A compendium of classroom-tested strategies and suggestions designed to improve the teaching practices of all college instructors, including beginning, mid-career, and senior faculty members. The book describes 49 teaching tools that cover both traditional practical tasks--writing a course syllabus, delivering an effective lecture--as well as newer, broader concerns such as responding to diversity on campus and coping with budget constraints.
As a community college instructor, your job is to facilitate learning and achievement of student learning outcomes, not just to impart information. Lecturing alone does not necessarily facilitate learning!

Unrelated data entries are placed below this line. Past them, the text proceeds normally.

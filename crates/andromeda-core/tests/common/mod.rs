#![allow(clippy::unwrap_used, dead_code)]
// Shared fixtures: an in-memory WebSocket connector and session builders.

use std::sync::{Arc, Mutex};

use andromeda_api::{ApiClient, ChannelSocket, Connector, Error};
use andromeda_core::{MemoryStorage, SessionStorage, SessionStore, StorageKey};
use futures_util::sink;
use tokio::sync::mpsc;
use tokio_stream::wrappers::UnboundedReceiverStream;
use url::Url;

// ── In-memory connector ─────────────────────────────────────────────

/// Server side of one accepted in-memory connection.
pub struct ServerEnd {
    pub url: Url,
    /// Frames pushed to the client. Drop it to close the connection.
    pub to_client: mpsc::UnboundedSender<Result<String, Error>>,
    /// Frames the client sent. Yields `None` once the client hung up.
    pub from_client: mpsc::UnboundedReceiver<String>,
}

impl ServerEnd {
    pub fn push(&self, frame: &str) {
        self.to_client.send(Ok(frame.to_owned())).unwrap();
    }
}

#[derive(Default)]
struct ConnectorState {
    attempts: Vec<Url>,
    refuse: usize,
}

/// [`Connector`] that hands out channel pairs instead of sockets.
#[derive(Clone)]
pub struct MemoryConnector {
    state: Arc<Mutex<ConnectorState>>,
    accepted_tx: mpsc::UnboundedSender<ServerEnd>,
    accepted_rx: Arc<tokio::sync::Mutex<mpsc::UnboundedReceiver<ServerEnd>>>,
}

impl MemoryConnector {
    pub fn new() -> Self {
        let (accepted_tx, accepted_rx) = mpsc::unbounded_channel();
        Self {
            state: Arc::default(),
            accepted_tx,
            accepted_rx: Arc::new(tokio::sync::Mutex::new(accepted_rx)),
        }
    }

    /// Fail the next `count` connection attempts.
    pub fn refuse_next(&self, count: usize) {
        self.state.lock().unwrap().refuse = count;
    }

    /// URLs of every connection attempt so far, refused ones included.
    pub fn attempts(&self) -> Vec<Url> {
        self.state.lock().unwrap().attempts.clone()
    }

    /// Wait for the next successful connection.
    pub async fn accept(&self) -> ServerEnd {
        self.accepted_rx.lock().await.recv().await.unwrap()
    }
}

impl Connector for MemoryConnector {
    async fn connect(&self, url: Url) -> Result<ChannelSocket, Error> {
        {
            let mut state = self.state.lock().unwrap();
            state.attempts.push(url.clone());
            if state.refuse > 0 {
                state.refuse -= 1;
                return Err(Error::WebSocketConnect("connection refused".into()));
            }
        }

        let (to_client, client_rx) = mpsc::unbounded_channel();
        let (client_tx, from_client) = mpsc::unbounded_channel::<String>();

        let sink = sink::unfold(client_tx, |tx, text: String| async move {
            tx.send(text).map_err(|_| Error::WebSocketClosed {
                code: 1006,
                reason: "server gone".into(),
            })?;
            Ok::<_, Error>(tx)
        });
        let stream = UnboundedReceiverStream::new(client_rx);

        let _ = self.accepted_tx.send(ServerEnd {
            url,
            to_client,
            from_client,
        });
        Ok(ChannelSocket::new(Box::pin(sink), Box::pin(stream)))
    }
}

// ── Sessions ────────────────────────────────────────────────────────

/// API client pointing at a closed port; realtime tests never hit REST.
pub fn offline_api() -> ApiClient {
    ApiClient::with_client(
        reqwest::Client::new(),
        Url::parse("http://127.0.0.1:9/api/").unwrap(),
    )
}

/// A store that is already logged in with access token `token` and no
/// refresh token.
pub fn logged_in_store(token: &str) -> SessionStore {
    let storage = Arc::new(MemoryStorage::new());
    storage.store(StorageKey::AccessToken, token).unwrap();
    SessionStore::new(offline_api(), storage as Arc<dyn SessionStorage>)
}

pub fn logged_out_store() -> SessionStore {
    SessionStore::new(offline_api(), Arc::new(MemoryStorage::new()))
}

There are a variety of ways to involve students more actively in the learning process by making your classroom more student-centered:
- Brainstorming and problem solving in pairs or groups
- Discussions or debates
- Involving students in Q and A sessions
- Giving reports and summaries either orally or in writing
- Role-playing, simulation games, or panel presentations
- Using case studies which focus on problem solving skills
- Taking field trips
- Library research and writing term papers
In addition, learning will be enhanced if the instructor’s preparation and planning includes:
- Clearly stated goals and objectives
- A variety of presentation methods
- Use of multimedia
- Where possible, multiple choices for assignments
- Regular assessment to see that student learning outcomes are being achieved
- Prompt grading and return of assignments
- Every effort to motivate students to do their best work
The best teaching and learning occurs when:
- There is mutual respect among all participants.
- Students are motivated.
- The learning environment accommodates different ways of learning and knowing so that the whole brain is engaged in the endeavor.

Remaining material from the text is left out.